A matter of time: Ensuring precise time and synchronization for critical infrastructure

Critical infrastructure services such as telecommunications, utilities, transportation and defense are of national strategic importance. The U.S. Cybersecurity and Infrastructure Security Agency (CISA) lists 16 such sectors considered vital for security. Presidential Policy Directive 21 (PPD-21): Critical Infrastructure Security and Resilience advances a national policy to strengthen and maintain secure, functioning and resilient critical infrastructure.

Together, positioning, navigation and timing (PNT) are necessary for the functioning of a nation’s critical infrastructure. However, ubiquitous use of GPS as the primary source of PNT information introduces vulnerabilities. CISA, through the National Risk Management Center, works with government and industry partners alike to strengthen the security and resiliency of the national PNT ecosystem in the U.S. In early 2020, Executive Order (E.O.) 13905 on Strengthening National Resilience through Responsible Use of Positioning, Navigation, and Timing (PNT) Services was signed to strengthen, through policy promotion, the responsible use of PNT services by government and infrastructure operators.
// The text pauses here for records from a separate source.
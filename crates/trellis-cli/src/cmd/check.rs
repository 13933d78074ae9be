//! `trellis check`: per-document link integrity rules.

use std::collections::BTreeMap;
use std::io::Write;

use clap::Args;
use trellis_core::check::{CheckReport, Rule, check_corpus};

use super::{Context, load_graph};
use crate::output::{OutputMode, pretty_kv, pretty_section, render_mode};

/// Arguments for `trellis check`.
#[derive(Args, Debug, Default)]
pub struct CheckArgs {
    /// Report only these rules (repeatable).
    #[arg(long = "rule", value_name = "RULE", value_parser = parse_rule)]
    pub rules: Vec<Rule>,
}

fn parse_rule(raw: &str) -> Result<Rule, String> {
    [
        Rule::MissingLinksSection,
        Rule::Orphan,
        Rule::TooFewOutbound,
        Rule::DanglingLink,
        Rule::MalformedLink,
    ]
    .into_iter()
    .find(|rule| rule.as_str() == raw)
    .ok_or_else(|| format!("unknown rule `{raw}`"))
}

/// Execute `trellis check`. Fails when any reported violation remains.
pub fn run_check(args: &CheckArgs, output: OutputMode, ctx: &Context) -> anyhow::Result<()> {
    let (corpus, graph) = load_graph(ctx, output)?;
    let mut report = check_corpus(&corpus, &graph, &ctx.config.scan);

    if !args.rules.is_empty() {
        report.violations.retain(|v| args.rules.contains(&v.rule));
        report.violation_count = report.violations.len();
    }

    render_mode(output, &report, render_check_text, render_check_pretty)?;

    if !report.is_clean() {
        anyhow::bail!("check: {} violations", report.violation_count);
    }
    Ok(())
}

fn render_check_text(report: &CheckReport, w: &mut dyn Write) -> std::io::Result<()> {
    for v in &report.violations {
        writeln!(w, "{}  {}  {}", v.rule, v.path, v.message)?;
    }
    writeln!(
        w,
        "scanned {} isolated {} orphans {} violations {}",
        report.scanned, report.isolated, report.orphans, report.violation_count
    )
}

fn render_check_pretty(report: &CheckReport, w: &mut dyn Write) -> std::io::Result<()> {
    let mut by_path: BTreeMap<&str, Vec<(Rule, &str)>> = BTreeMap::new();
    for v in &report.violations {
        by_path
            .entry(v.path.as_str())
            .or_default()
            .push((v.rule, v.message.as_str()));
    }

    for (path, items) in &by_path {
        writeln!(w, "{path}")?;
        for (rule, message) in items {
            writeln!(w, "  {:<22} {message}", rule.as_str())?;
        }
    }
    if !by_path.is_empty() {
        writeln!(w)?;
    }

    pretty_section(w, "Integrity check")?;
    pretty_kv(w, "Scanned", report.scanned.to_string())?;
    pretty_kv(w, "Isolated", report.isolated.to_string())?;
    pretty_kv(w, "Orphans", report.orphans.to_string())?;
    pretty_kv(w, "Violations", report.violation_count.to_string())?;
    if report.is_clean() {
        writeln!(w, "All documents pass.")?;
    }
    Ok(())
}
The following is a review of cost considerations and exploration of the three key elements for critical infrastructure that help to strengthen PNT, focused on synchronization and precise timing: redundancy, resiliency and security.

Evaluating Cost and Location

It is often hard for operators to justify the resiliency, redundancy and security costs associated with deploying these capabilities at every layer of the architecture. New timing and synchronization solutions and design choices are leading to the right cost structures to deliver robust and reliable solutions.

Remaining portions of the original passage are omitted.